#### [WORK INSTRUCTION]
Please copy out every line in the records below that includes the word "BlockComment".
◆ ◆ ◆ ◆
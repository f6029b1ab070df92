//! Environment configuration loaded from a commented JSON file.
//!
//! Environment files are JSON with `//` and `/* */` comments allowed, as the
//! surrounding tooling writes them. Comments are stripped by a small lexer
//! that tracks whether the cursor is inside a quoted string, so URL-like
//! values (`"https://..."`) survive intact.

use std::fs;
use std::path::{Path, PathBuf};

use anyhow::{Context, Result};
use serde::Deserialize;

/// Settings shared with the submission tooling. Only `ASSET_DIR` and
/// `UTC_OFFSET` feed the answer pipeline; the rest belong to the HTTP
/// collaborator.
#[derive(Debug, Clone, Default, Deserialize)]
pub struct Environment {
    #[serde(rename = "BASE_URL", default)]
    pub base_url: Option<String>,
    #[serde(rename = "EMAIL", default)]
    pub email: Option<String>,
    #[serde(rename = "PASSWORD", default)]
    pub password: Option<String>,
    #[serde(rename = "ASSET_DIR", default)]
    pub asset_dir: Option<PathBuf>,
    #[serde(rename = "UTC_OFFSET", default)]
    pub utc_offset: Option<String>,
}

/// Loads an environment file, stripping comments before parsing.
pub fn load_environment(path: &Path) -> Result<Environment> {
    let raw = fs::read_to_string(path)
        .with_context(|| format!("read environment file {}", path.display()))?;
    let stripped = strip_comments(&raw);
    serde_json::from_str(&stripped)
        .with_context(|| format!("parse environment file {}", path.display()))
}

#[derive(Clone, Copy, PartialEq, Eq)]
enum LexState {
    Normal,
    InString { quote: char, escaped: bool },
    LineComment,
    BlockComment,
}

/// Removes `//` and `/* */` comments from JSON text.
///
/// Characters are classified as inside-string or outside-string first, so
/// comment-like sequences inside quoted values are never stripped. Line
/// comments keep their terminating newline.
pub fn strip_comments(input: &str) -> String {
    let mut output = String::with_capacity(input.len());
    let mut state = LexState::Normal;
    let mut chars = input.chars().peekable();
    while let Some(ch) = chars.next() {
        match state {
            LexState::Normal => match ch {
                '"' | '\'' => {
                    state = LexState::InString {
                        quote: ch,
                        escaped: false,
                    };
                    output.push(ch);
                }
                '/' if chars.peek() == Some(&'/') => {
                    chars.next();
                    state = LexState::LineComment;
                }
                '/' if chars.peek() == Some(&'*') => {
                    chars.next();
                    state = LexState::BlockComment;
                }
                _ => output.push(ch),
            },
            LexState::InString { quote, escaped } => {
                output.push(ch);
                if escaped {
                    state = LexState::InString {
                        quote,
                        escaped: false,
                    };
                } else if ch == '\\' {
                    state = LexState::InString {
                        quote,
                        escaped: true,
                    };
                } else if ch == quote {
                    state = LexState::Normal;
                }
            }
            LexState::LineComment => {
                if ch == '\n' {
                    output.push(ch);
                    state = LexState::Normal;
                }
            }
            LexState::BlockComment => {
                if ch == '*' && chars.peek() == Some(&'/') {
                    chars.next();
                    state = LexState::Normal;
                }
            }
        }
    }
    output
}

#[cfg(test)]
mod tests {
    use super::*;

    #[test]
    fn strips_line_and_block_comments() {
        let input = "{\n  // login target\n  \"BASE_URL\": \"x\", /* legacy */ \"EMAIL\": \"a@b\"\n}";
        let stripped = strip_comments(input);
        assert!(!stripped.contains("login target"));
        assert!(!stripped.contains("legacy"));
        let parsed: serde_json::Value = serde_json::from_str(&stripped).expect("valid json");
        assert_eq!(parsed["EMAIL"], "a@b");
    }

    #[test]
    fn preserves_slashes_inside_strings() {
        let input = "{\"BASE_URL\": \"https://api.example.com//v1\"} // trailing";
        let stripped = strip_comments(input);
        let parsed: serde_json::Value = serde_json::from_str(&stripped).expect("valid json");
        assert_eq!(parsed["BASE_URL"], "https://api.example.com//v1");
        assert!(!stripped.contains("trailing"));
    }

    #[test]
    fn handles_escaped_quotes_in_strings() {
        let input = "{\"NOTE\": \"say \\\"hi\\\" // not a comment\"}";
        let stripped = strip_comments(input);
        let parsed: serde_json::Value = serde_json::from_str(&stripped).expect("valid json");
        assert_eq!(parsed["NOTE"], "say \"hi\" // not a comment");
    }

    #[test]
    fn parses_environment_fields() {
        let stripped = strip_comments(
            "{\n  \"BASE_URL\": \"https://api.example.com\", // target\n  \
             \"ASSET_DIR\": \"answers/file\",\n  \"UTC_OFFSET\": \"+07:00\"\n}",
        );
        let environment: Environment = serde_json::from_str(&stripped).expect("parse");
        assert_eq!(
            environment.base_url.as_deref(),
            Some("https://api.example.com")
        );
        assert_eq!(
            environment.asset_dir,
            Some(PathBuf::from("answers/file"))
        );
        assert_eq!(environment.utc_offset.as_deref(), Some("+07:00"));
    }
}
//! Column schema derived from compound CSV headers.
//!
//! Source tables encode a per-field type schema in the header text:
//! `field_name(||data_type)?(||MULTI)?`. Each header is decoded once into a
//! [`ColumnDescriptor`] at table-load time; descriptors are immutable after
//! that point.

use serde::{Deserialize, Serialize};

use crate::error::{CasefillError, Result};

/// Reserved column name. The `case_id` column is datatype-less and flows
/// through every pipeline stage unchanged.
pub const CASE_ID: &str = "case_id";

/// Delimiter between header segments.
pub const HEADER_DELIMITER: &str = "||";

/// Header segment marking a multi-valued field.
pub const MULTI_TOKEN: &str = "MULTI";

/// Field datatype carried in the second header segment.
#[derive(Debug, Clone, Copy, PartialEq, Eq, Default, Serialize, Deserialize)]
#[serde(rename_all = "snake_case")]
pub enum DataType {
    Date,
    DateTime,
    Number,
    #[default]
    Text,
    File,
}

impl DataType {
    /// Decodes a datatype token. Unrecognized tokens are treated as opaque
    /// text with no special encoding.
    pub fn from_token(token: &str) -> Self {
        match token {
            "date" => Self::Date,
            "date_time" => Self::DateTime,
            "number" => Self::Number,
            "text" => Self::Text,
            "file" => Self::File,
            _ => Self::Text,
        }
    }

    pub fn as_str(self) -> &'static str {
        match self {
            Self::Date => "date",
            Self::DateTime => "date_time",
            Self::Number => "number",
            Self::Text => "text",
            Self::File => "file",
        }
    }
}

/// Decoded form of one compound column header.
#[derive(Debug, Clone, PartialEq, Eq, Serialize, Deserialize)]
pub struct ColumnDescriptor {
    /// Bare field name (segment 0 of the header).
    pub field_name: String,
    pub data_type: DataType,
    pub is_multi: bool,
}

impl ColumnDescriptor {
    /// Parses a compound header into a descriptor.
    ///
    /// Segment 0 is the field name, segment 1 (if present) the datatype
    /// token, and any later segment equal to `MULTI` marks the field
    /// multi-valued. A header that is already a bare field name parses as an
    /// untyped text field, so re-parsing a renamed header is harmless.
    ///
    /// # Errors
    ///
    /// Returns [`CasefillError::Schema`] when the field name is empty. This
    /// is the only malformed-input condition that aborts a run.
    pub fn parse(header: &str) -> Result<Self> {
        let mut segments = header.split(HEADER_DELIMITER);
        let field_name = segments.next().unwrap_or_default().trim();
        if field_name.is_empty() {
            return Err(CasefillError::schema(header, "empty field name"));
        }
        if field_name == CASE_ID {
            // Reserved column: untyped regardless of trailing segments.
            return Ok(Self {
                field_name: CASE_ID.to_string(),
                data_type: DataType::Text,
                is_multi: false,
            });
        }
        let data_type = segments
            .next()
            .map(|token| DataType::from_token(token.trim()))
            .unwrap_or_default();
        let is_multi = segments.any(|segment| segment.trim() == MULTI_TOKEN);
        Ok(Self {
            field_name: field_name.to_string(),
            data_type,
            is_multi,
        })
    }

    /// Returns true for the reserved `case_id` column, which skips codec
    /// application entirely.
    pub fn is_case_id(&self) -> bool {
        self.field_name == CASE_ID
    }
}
◆ ◆ ◆ ◆
#### [YOUR RESPONSE]
    BlockComment,
                    state = LexState::BlockComment;
            LexState::BlockComment => {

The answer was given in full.